Start of Source material
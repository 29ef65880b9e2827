//! authbridge - OAuth sign-in and chunked session cookies
//!
//! # Architecture
//!
//! ```text
//! ┌─────────────────────────────────────────────────────────────┐
//! │                      HTTP Layer (Axum)                       │
//! │  - Sign-in redirect, OAuth callback, sign-out               │
//! │  - Home / protected / error pages                           │
//! └─────────────────────────────────────────────────────────────┘
//!                              │
//! ┌─────────────────────────────────────────────────────────────┐
//! │                  Session cookie layer                        │
//! │  - Chunked session cookies                                  │
//! │  - Per-request cookie accumulator                           │
//! └─────────────────────────────────────────────────────────────┘
//!                              │
//! ┌─────────────────────────────────────────────────────────────┐
//! │                    Identity backend                          │
//! │  - GoTrue auth API (PKCE code exchange, user lookup)        │
//! └─────────────────────────────────────────────────────────────┘
//! ```
//!
//! # Modules
//!
//! - `api`: HTML pages and metrics endpoint
//! - `auth`: Sign-in flow, session cookies, extractors
//! - `backend`: Identity backend trait and GoTrue client
//! - `config`: Configuration management
//! - `error`: Error types

pub mod api;
pub mod auth;
pub mod backend;
pub mod config;
pub mod error;
pub mod metrics;

use std::sync::Arc;

/// Application state shared across all handlers
///
/// Cloned for each request; everything inside is read-only.
#[derive(Clone)]
pub struct AppState {
    /// Application configuration
    pub config: Arc<config::AppConfig>,

    /// Identity backend every authentication call is delegated to
    pub backend: Arc<dyn backend::IdentityBackend>,
}

impl AppState {
    /// Initialize application state with the GoTrue backend
    ///
    /// # Errors
    /// Returns error if the HTTP client cannot be built
    pub fn new(config: config::AppConfig) -> Result<Self, error::AppError> {
        let backend = backend::GoTrueClient::new(&config.backend, &config.auth)?;
        tracing::info!(backend = %config.backend.url, "Identity backend configured");

        Ok(Self::with_backend(config, Arc::new(backend)))
    }

    /// Initialize application state with an explicit backend
    pub fn with_backend(
        config: config::AppConfig,
        backend: Arc<dyn backend::IdentityBackend>,
    ) -> Self {
        Self {
            config: Arc::new(config),
            backend,
        }
    }
}

/// Build the Axum router with all routes.
///
/// This is shared by the binary and integration tests to keep route
/// composition consistent across environments.
pub fn build_router(state: AppState) -> axum::Router {
    use axum::Router;
    use tower_http::trace::TraceLayer;

    Router::new()
        .route("/health", axum::routing::get(health_check))
        .merge(auth::auth_router(&state.config.auth))
        .merge(api::pages_router(&state.config.auth))
        .layer(TraceLayer::new_for_http())
        .with_state(state)
        .merge(api::metrics_router())
}

async fn health_check() -> &'static str {
    "OK"
}
//! Prometheus scrape endpoint for the sign-in and session counters.

use axum::{
    Router,
    http::header::CONTENT_TYPE,
    response::IntoResponse,
    routing::get,
};
use prometheus::{Encoder, TextEncoder};

use crate::error::AppError;
use crate::metrics::REGISTRY;

/// GET /metrics
///
/// Encoding failures surface as a 500 through [`AppError`].
async fn scrape() -> Result<impl IntoResponse, AppError> {
    let encoder = TextEncoder::new();
    let body = encoder
        .encode_to_string(&REGISTRY.gather())
        .map_err(|e| AppError::Internal(anyhow::anyhow!("encoding metrics: {e}")))?;

    Ok(([(CONTENT_TYPE, encoder.format_type().to_string())], body))
}

/// Router serving `/metrics`; it needs no application state.
pub fn metrics_router<S>() -> Router<S>
where
    S: Clone + Send + Sync + 'static,
{
    Router::new().route("/metrics", get(scrape))
}
#[cfg(test)]
mod tests {
    use std::sync::Arc;

    use axum::body::Body;
    use axum::http::{Request, StatusCode, header};
    use axum_extra::extract::cookie::Cookie;
    use serde_json::json;
    use tower::ServiceExt;

    use super::*;
    use crate::auth::session::Session;
    use crate::backend::MockIdentityBackend;
    use crate::config::AppConfig;

    fn sample_session(padding: usize) -> Session {
        serde_json::from_value(json!({
            "access_token": "access-token",
            "refresh_token": "refresh-token",
            "expires_at": 1_900_000_000,
            "expires_in": 3600,
            "token_type": "bearer",
            "user": {
                "id": "user-1",
                "email": "ada@example.com",
                "user_metadata": {"avatar": "x".repeat(padding)}
            }
        }))
        .unwrap()
    }

    fn state_with(backend: MockIdentityBackend) -> AppState {
        AppState::with_backend(AppConfig::for_tests(), Arc::new(backend))
    }

    async fn get(state: AppState, uri: &str, cookie: Option<&str>) -> Response {
        let mut request = Request::builder().uri(uri);
        if let Some(cookie) = cookie {
            request = request.header(header::COOKIE, cookie);
        }

        crate::build_router(state)
            .oneshot(request.body(Body::empty()).unwrap())
            .await
            .unwrap()
    }

    fn location(response: &Response) -> &str {
        response
            .headers()
            .get(header::LOCATION)
            .and_then(|v| v.to_str().ok())
            .expect("location header")
    }

    fn set_cookies(response: &Response) -> Vec<Cookie<'static>> {
        response
            .headers()
            .get_all(header::SET_COOKIE)
            .iter()
            .map(|v| Cookie::parse_encoded(v.to_str().unwrap().to_string()).unwrap())
            .collect()
    }

    #[test]
    fn sanitize_next_keeps_root_relative_paths() {
        assert_eq!(sanitize_next(Some("/dashboard?tab=1"), "/protected"), "/dashboard?tab=1");
        assert_eq!(sanitize_next(Some("/"), "/protected"), "/");
    }

    #[test]
    fn sanitize_next_replaces_everything_else_with_root() {
        for next in ["https://evil.example", "dashboard", "", "javascript:alert(1)"] {
            assert_eq!(sanitize_next(Some(next), "/protected"), "/", "next = {next:?}");
        }
    }

    #[test]
    fn sanitize_next_uses_default_when_absent() {
        assert_eq!(sanitize_next(None, "/protected"), "/protected");
    }

    #[tokio::test]
    async fn missing_code_redirects_to_error_page_without_cookies() {
        let mut backend = MockIdentityBackend::new();
        backend.expect_exchange_code_for_session().never();

        let response = get(state_with(backend), "/auth/callback?next=/home", None).await;

        assert_eq!(response.status(), StatusCode::TEMPORARY_REDIRECT);
        assert_eq!(location(&response), "http://localhost:3000/auth/auth-code-error");
        assert!(set_cookies(&response).is_empty());
    }

    #[tokio::test]
    async fn empty_code_counts_as_missing() {
        let mut backend = MockIdentityBackend::new();
        backend.expect_exchange_code_for_session().never();

        let response = get(state_with(backend), "/auth/callback?code=", None).await;

        assert_eq!(location(&response), "http://localhost:3000/auth/auth-code-error");
    }

    #[tokio::test]
    async fn rejected_code_redirects_to_error_page_without_cookies() {
        let mut backend = MockIdentityBackend::new();
        backend
            .expect_exchange_code_for_session()
            .withf(|code, _| code == "bad-code")
            .times(1)
            .returning(|_, cookies| {
                cookies.remove("sb-auth-token-code-verifier");
                Err(AppError::Backend("invalid grant".to_string()))
            });

        let response = get(state_with(backend), "/auth/callback?code=bad-code", None).await;

        assert_eq!(location(&response), "http://localhost:3000/auth/auth-code-error");
        assert!(set_cookies(&response).is_empty());
    }

    #[tokio::test]
    async fn empty_session_redirects_to_error_page() {
        let mut backend = MockIdentityBackend::new();
        backend
            .expect_exchange_code_for_session()
            .returning(|_, _| Ok(None));

        let response = get(state_with(backend), "/auth/callback?code=ok", None).await;

        assert_eq!(location(&response), "http://localhost:3000/auth/auth-code-error");
        assert!(set_cookies(&response).is_empty());
    }

    #[tokio::test]
    async fn small_session_is_written_to_one_cookie() {
        let session = sample_session(0);
        let expected = session.to_cookie_value().unwrap();
        let mut backend = MockIdentityBackend::new();
        backend
            .expect_exchange_code_for_session()
            .withf(|code, _| code == "good-code")
            .times(1)
            .returning(move |_, _| Ok(Some(session.clone())));

        let response = get(
            state_with(backend),
            "/auth/callback?code=good-code&next=/dashboard",
            None,
        )
        .await;

        assert_eq!(response.status(), StatusCode::TEMPORARY_REDIRECT);
        assert_eq!(location(&response), "http://localhost:3000/dashboard");

        let cookies = set_cookies(&response);
        assert_eq!(cookies.len(), 1);
        assert_eq!(cookies[0].name(), "sb-auth-token");
        assert_eq!(cookies[0].value(), expected);
    }

    #[tokio::test]
    async fn large_session_is_split_into_ordinal_cookies() {
        let session = sample_session(7_000);
        let expected = session.clone();
        let mut backend = MockIdentityBackend::new();
        backend
            .expect_exchange_code_for_session()
            .returning(move |_, _| Ok(Some(session.clone())));

        let response = get(state_with(backend), "/auth/callback?code=good-code", None).await;

        assert_eq!(location(&response), "http://localhost:3000/protected");

        // Set-Cookie order is unspecified; chunk order lives in the names.
        let mut cookies = set_cookies(&response);
        cookies.sort_by(|a, b| a.name().cmp(b.name()));
        let names: Vec<&str> = cookies.iter().map(|c| c.name()).collect();
        assert_eq!(names, vec!["sb-auth-token.0", "sb-auth-token.1", "sb-auth-token.2"]);
        assert!(cookies.iter().all(|c| c.value().chars().count() <= 3180));

        let joined: String = cookies.iter().map(|c| c.value()).collect();
        assert_eq!(Session::from_cookie_value(&joined).unwrap(), expected);
    }

    /// Apply a response's Set-Cookies to the cookies a browser held.
    fn browser_cookies_after(request: &[(String, String)], response: &Response) -> CookieWriter {
        let mut held: Vec<(String, String)> = request.to_vec();
        for cookie in set_cookies(response) {
            held.retain(|(name, _)| name != cookie.name());
            if cookie.max_age() != Some(time::Duration::ZERO) {
                held.push((cookie.name().to_string(), cookie.value().to_string()));
            }
        }
        CookieWriter::from_pairs(held)
    }

    fn session_with_token(token: &str, padding: usize) -> Session {
        let mut session = sample_session(padding);
        session.access_token = token.to_string();
        session
    }

    #[tokio::test]
    async fn new_chunked_session_supersedes_old_single_cookie() {
        let old = session_with_token("OLD", 0);
        let new = session_with_token("NEW", 7_000);
        let mut backend = MockIdentityBackend::new();
        backend
            .expect_exchange_code_for_session()
            .returning(move |_, _| Ok(Some(new.clone())));

        let request = vec![(
            "sb-auth-token".to_string(),
            old.to_cookie_value().unwrap(),
        )];
        let cookie = Cookie::new("sb-auth-token", request[0].1.clone())
            .encoded()
            .to_string();
        let response = get(
            state_with(backend),
            "/auth/callback?code=good-code",
            Some(&cookie),
        )
        .await;

        let browser = browser_cookies_after(&request, &response);
        assert!(browser.get("sb-auth-token").is_none());
        assert_eq!(browser.session("sb-auth-token").unwrap().access_token, "NEW");
    }

    #[tokio::test]
    async fn new_small_session_supersedes_old_chunks() {
        let old = session_with_token("OLD", 7_000).to_cookie_value().unwrap();
        let new = session_with_token("NEW", 0);
        let mut backend = MockIdentityBackend::new();
        backend
            .expect_exchange_code_for_session()
            .returning(move |_, _| Ok(Some(new.clone())));

        let request: Vec<(String, String)> =
            crate::auth::cookies::chunk_value("sb-auth-token", &old, 3180)
                .into_iter()
                .map(|chunk| (chunk.name, chunk.value))
                .collect();
        let cookie = request
            .iter()
            .map(|(name, value)| {
                Cookie::new(name.clone(), value.clone())
                    .encoded()
                    .to_string()
            })
            .collect::<Vec<_>>()
            .join("; ");
        let response = get(
            state_with(backend),
            "/auth/callback?code=good-code",
            Some(&cookie),
        )
        .await;

        let browser = browser_cookies_after(&request, &response);
        assert!(browser.get("sb-auth-token.0").is_none());
        assert_eq!(browser.session("sb-auth-token").unwrap().access_token, "NEW");
    }

    #[tokio::test]
    async fn backend_cookies_are_kept_alongside_session_cookies() {
        let session = sample_session(0);
        let mut backend = MockIdentityBackend::new();
        backend
            .expect_exchange_code_for_session()
            .returning(move |_, cookies| {
                cookies.remove("sb-auth-token-code-verifier");
                Ok(Some(session.clone()))
            });

        let response = get(
            state_with(backend),
            "/auth/callback?code=good-code",
            Some("sb-auth-token-code-verifier=verifier"),
        )
        .await;

        let names: Vec<String> = set_cookies(&response)
            .iter()
            .map(|c| c.name().to_string())
            .collect();
        assert!(names.contains(&"sb-auth-token-code-verifier".to_string()));
        assert!(names.contains(&"sb-auth-token".to_string()));
    }

    #[tokio::test]
    async fn offsite_next_lands_on_root() {
        let session = sample_session(0);
        let mut backend = MockIdentityBackend::new();
        backend
            .expect_exchange_code_for_session()
            .returning(move |_, _| Ok(Some(session.clone())));

        let response = get(
            state_with(backend),
            "/auth/callback?code=good-code&next=https%3A%2F%2Fevil.example",
            None,
        )
        .await;

        assert_eq!(location(&response), "http://localhost:3000/");
    }

    #[tokio::test]
    async fn sign_in_redirects_to_authorization_url() {
        let mut backend = MockIdentityBackend::new();
        backend
            .expect_authorize_url()
            .withf(|provider, redirect_to, _| {
                provider == "google" && redirect_to == "http://localhost:3000/auth/callback"
            })
            .times(1)
            .returning(|_, _, _| Ok(Some("https://idp.example/authorize?x=1".to_string())));

        let response = get(state_with(backend), "/auth/signin", None).await;

        assert!(response.status().is_redirection());
        assert_eq!(location(&response), "https://idp.example/authorize?x=1");
    }

    #[tokio::test]
    async fn sign_in_without_url_redirects_to_error_page() {
        let mut backend = MockIdentityBackend::new();
        backend.expect_authorize_url().returning(|_, _, _| Ok(None));

        let response = get(state_with(backend), "/auth/signin", None).await;

        assert_eq!(location(&response), "http://localhost:3000/auth/auth-code-error");
    }

    #[tokio::test]
    async fn current_user_without_session_is_unauthorized() {
        let mut backend = MockIdentityBackend::new();
        backend.expect_get_user().returning(|_| Ok(None));

        let response = get(state_with(backend), "/auth/user", None).await;

        assert_eq!(response.status(), StatusCode::UNAUTHORIZED);
    }
}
End of Source material
**What to work on**
Give only a number, the count of lines above that include the string "merge".

**Exercise solution**
3